Collaborative and agile suppliers are part of a "must do" innovation strategy for global industrial manufacturers, according to a survey.
Research by KPMG found 81 per cent of respondents were adopting more collaborative business models with suppliers and customers to improve speed-to-market and lower innovation costs.
According to the consultancy's 2015 Global Manufacturing Outlook (GMO) survey, 55 per cent of the 386 senior executives cited sales growth as one of their top strategic short-term priorities.
However, many also see innovation as a critical path to growth, the research found, with more than two-thirds of respondents confirming they are focused on long-term innovation, with investing in breakthrough technologies a “must do” long-term strategy.

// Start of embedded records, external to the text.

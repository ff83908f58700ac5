//! Initial tours for the refinement controllers.

use rand::Rng;

use crate::error::{RefineError, Result};
use crate::instance::Instance;
use crate::tour::Tour;

/// Visits nodes in index order.
pub fn identity_tour(instance: &Instance) -> Tour {
    Tour::from_permutation(instance, (0..instance.dimension()).collect())
}

/// Uniformly random permutation.
pub fn random_tour<R: Rng>(instance: &Instance, rng: &mut R) -> Tour {
    let mut nodes: Vec<usize> = (0..instance.dimension()).collect();
    u_numflow::random::shuffle(&mut nodes, rng);
    Tour::from_permutation(instance, nodes)
}

/// Greedy nearest-neighbour construction starting from `start`.
///
/// At each step the closest unvisited node is appended; ties keep the
/// lowest index. Runs in `O(n^2)`.
///
/// # Examples
///
/// ```
/// use tsp_refine::construct::nearest_neighbor;
/// use tsp_refine::instance::Instance;
///
/// let inst = Instance::from_coords(&[(0.0, 0.0), (5.0, 0.0), (1.0, 0.0), (2.0, 0.0)]).unwrap();
/// let tour = nearest_neighbor(&inst, 0).unwrap();
/// assert_eq!(tour.nodes(), &[0, 2, 3, 1]);
/// ```
pub fn nearest_neighbor(instance: &Instance, start: usize) -> Result<Tour> {
    let n = instance.dimension();
    if start >= n {
        return Err(RefineError::NodeOutOfRange {
            node: start,
            dimension: n,
        });
    }

    // Positions `len..` of `nodes` hold the unvisited nodes.
    let mut nodes: Vec<usize> = (0..n).collect();
    nodes.swap(0, start);
    for len in 1..n {
        let last = nodes[len - 1];
        let mut next = len;
        let mut min_dist = instance.dist(last, nodes[len]);
        for pos in len + 1..n {
            let d = instance.dist(last, nodes[pos]);
            if d < min_dist {
                min_dist = d;
                next = pos;
            }
        }
        nodes.swap(len, next);
    }
    Ok(Tour::from_permutation(instance, nodes))
}

#[cfg(test)]
mod tests {
    use super::*;

    fn line() -> Instance {
        Instance::from_coords(&[(0.0, 0.0), (3.0, 0.0), (1.0, 0.0), (2.0, 0.0), (10.0, 0.0)])
            .unwrap()
    }

    #[test]
    fn test_nearest_neighbor_on_line() {
        let inst = line();
        let tour = nearest_neighbor(&inst, 0).unwrap();
        assert_eq!(tour.nodes(), &[0, 2, 3, 1, 4]);
        assert!((tour.cost() - 20.0).abs() < 1e-12);
        assert!(tour.check(&inst).is_ok());
    }

    #[test]
    fn test_nearest_neighbor_start_out_of_range() {
        let inst = line();
        assert!(matches!(
            nearest_neighbor(&inst, 5),
            Err(RefineError::NodeOutOfRange { node: 5, .. })
        ));
    }

    #[test]
    fn test_nearest_neighbor_any_start_is_valid() {
        let inst = line();
        for start in 0..inst.dimension() {
            let tour = nearest_neighbor(&inst, start).unwrap();
            assert_eq!(tour.node(0), start);
            assert!(tour.check(&inst).is_ok());
        }
    }

    #[test]
    fn test_random_tour_is_permutation() {
        let inst = line();
        let mut rng = u_numflow::random::create_rng(42);
        for _ in 0..20 {
            let tour = random_tour(&inst, &mut rng);
            assert!(tour.check(&inst).is_ok());
        }
    }

    #[test]
    fn test_identity_tour() {
        let inst = line();
        let tour = identity_tour(&inst);
        assert_eq!(tour.nodes(), &[0, 1, 2, 3, 4]);
    }
}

Almost half of all respondents cited lowering costs and working capital levels as one of their top three strategic supply chain priorities.
A lack of flexibility and responsiveness to changes in demand or product mix is the most frequently cited supply chain challenge. This is followed by concerns relating to supplier performance (in terms of risk, reliability and quality), and ensuring sufficient supplier capacity to meet demand and support new product launches.
Some 44 per cent of survey respondents said they would allocate more than 20 per cent of their total technology spend on systems to improve the pace and value of innovation, including engineering, manufacturing and supply chain, in the next year. And 32 per cent cited the development of new products and R&D as a top strategic priority.
KPMG’s global head of industrial manufacturing Jeff Dobbs said those companies who fail to embrace the new reality of the accelerating innovation cycle would quickly be left behind.
"Investing more in R&D is certainly helpful, but manufacturers need to also focus on continuously enhancing and adapting their innovation models if they hope to survive," he said. "The focus on new product development, collaborative innovation and speed-to-market all require new strategies and business models. If manufacturers hope to grow by driving new innovations to market, they need to focus on improving the agility and integration of their supply chain models."
The research also found 81 per cent of respondents were adopting more collaborative business models with suppliers and customers to improve speed-to-market and lower innovation costs.
"Our survey respondents report they are addressing the challenges and investing in new supply chain technologies that offer lower costs, better planning and improved enterprise collaboration."
“More than a third of our GMO survey respondents say they will place significant investment into improving their procurement systems and 31 per cent say they will allocate significant supply chain technology spend on integrated business planning systems," he said.